## EXERCISE BRIEF
The answer should be each line of the records that contains the word "first"; please copy them all.
⁂
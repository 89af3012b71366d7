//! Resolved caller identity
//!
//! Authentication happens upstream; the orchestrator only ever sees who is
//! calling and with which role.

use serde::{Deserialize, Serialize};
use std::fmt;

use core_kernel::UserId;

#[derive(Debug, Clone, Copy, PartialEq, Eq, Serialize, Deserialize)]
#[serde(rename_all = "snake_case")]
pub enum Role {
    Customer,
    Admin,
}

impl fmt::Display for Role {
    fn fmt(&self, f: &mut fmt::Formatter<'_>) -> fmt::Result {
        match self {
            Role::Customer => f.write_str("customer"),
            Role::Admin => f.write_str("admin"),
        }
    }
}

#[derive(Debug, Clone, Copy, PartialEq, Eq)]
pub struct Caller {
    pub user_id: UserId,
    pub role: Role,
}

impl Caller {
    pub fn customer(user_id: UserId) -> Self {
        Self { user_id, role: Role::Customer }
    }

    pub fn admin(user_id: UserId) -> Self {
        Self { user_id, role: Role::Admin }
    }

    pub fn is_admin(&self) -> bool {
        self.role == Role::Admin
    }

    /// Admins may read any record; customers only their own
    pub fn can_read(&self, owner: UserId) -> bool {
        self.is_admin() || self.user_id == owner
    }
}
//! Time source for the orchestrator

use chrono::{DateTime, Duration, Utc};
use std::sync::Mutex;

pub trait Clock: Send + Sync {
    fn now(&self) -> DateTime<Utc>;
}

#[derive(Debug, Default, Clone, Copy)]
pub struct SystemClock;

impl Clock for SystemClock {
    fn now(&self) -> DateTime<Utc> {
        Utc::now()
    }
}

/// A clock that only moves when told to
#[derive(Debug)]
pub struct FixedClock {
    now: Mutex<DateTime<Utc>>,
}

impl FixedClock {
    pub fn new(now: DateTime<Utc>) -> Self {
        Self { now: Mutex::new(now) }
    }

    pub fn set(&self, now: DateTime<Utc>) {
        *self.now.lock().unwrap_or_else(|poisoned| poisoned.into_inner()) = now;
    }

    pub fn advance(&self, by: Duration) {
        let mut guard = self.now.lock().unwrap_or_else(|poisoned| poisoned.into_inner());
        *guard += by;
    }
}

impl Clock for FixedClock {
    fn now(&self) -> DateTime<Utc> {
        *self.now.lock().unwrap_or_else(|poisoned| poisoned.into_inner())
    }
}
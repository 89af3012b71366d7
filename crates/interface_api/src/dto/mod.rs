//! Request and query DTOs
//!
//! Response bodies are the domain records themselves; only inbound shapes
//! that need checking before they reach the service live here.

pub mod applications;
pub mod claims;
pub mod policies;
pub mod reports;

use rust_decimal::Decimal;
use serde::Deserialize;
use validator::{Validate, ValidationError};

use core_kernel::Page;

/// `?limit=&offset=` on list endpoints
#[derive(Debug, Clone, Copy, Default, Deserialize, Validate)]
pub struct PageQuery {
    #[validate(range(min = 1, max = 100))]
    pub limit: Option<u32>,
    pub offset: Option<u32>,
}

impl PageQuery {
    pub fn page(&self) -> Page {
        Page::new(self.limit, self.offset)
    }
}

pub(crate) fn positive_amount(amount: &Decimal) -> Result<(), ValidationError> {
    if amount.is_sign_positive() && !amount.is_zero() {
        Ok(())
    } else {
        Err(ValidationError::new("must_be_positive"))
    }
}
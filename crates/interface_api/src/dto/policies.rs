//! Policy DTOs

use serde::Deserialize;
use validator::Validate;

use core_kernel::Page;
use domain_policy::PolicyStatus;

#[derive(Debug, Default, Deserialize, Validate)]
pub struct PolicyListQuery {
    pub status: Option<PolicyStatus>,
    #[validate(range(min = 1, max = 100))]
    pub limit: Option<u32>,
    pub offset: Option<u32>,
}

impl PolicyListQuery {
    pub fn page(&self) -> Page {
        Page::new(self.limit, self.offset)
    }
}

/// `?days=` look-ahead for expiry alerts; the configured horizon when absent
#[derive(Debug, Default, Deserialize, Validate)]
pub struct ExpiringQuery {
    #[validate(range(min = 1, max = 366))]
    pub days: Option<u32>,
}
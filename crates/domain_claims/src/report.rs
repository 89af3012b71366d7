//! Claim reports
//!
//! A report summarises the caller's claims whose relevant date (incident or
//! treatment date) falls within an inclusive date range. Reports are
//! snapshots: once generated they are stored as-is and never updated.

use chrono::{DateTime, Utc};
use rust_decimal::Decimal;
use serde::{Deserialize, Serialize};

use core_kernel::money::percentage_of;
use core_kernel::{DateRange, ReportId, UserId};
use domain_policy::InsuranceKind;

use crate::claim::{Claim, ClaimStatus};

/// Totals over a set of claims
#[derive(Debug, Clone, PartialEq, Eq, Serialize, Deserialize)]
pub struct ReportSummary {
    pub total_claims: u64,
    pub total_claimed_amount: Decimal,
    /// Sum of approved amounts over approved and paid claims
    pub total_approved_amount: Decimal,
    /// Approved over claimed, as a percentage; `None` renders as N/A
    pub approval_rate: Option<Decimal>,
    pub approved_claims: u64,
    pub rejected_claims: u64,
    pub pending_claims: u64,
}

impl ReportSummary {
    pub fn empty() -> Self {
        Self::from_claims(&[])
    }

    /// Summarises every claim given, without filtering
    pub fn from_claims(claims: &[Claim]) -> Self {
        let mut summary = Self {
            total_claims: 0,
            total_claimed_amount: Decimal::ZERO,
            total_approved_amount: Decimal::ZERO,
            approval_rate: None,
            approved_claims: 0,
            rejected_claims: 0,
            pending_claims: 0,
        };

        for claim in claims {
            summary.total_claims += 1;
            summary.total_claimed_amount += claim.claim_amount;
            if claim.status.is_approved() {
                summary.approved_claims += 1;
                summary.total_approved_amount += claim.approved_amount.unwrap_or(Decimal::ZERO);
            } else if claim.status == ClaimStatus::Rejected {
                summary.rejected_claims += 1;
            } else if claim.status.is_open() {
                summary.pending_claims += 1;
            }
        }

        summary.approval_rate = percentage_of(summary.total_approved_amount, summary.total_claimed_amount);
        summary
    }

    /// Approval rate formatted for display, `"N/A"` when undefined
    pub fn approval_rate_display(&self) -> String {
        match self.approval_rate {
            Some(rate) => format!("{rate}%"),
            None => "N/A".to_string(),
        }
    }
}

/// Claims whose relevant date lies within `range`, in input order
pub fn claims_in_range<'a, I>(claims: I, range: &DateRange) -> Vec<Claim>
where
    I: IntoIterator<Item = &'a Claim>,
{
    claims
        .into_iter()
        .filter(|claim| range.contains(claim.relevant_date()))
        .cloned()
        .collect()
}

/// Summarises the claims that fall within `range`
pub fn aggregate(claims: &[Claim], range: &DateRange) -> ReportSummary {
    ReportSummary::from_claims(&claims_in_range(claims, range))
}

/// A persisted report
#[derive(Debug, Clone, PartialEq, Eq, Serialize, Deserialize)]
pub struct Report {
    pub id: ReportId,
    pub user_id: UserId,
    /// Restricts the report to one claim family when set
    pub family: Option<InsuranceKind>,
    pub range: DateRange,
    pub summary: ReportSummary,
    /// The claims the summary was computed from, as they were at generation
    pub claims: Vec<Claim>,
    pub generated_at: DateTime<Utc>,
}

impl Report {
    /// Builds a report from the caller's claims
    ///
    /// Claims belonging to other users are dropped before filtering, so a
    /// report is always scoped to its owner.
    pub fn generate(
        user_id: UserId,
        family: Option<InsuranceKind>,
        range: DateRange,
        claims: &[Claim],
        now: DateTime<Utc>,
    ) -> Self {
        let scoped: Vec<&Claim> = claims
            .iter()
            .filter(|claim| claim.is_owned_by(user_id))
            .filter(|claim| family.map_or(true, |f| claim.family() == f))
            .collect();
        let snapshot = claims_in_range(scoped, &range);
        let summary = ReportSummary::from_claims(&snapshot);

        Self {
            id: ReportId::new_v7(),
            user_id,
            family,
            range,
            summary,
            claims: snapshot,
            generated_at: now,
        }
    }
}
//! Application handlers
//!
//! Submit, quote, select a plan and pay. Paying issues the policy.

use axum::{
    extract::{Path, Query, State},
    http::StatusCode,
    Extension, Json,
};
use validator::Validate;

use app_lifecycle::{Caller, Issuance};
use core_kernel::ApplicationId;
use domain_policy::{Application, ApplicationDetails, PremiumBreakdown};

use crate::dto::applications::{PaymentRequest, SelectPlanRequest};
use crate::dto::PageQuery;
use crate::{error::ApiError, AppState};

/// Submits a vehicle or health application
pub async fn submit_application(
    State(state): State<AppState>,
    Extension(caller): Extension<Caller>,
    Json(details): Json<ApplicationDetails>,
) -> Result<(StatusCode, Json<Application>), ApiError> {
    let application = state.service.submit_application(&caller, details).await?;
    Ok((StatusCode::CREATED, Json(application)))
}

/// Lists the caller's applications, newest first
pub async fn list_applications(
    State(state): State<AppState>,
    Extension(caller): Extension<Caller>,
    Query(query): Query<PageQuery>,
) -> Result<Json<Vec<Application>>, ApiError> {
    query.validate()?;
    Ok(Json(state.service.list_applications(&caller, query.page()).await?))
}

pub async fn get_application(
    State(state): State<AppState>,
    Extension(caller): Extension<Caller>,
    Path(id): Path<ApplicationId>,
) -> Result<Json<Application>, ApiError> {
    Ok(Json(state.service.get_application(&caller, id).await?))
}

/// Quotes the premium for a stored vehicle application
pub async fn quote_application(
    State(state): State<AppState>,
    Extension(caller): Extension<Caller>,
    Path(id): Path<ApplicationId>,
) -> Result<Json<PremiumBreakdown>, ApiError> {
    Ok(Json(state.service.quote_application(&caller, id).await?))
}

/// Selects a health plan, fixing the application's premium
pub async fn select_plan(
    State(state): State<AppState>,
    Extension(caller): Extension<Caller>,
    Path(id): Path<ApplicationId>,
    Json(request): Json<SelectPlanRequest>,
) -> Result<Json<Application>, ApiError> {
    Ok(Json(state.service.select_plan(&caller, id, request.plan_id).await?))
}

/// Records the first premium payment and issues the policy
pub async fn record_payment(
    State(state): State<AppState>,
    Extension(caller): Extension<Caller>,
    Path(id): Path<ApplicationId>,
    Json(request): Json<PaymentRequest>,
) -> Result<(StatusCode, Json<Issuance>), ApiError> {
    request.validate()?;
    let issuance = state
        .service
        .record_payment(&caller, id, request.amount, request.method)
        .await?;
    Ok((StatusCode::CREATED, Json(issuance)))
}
⁂
## YOUR SOLUTION
/// Lists the caller's applications, newest first
/// Records the first premium payment and issues the policy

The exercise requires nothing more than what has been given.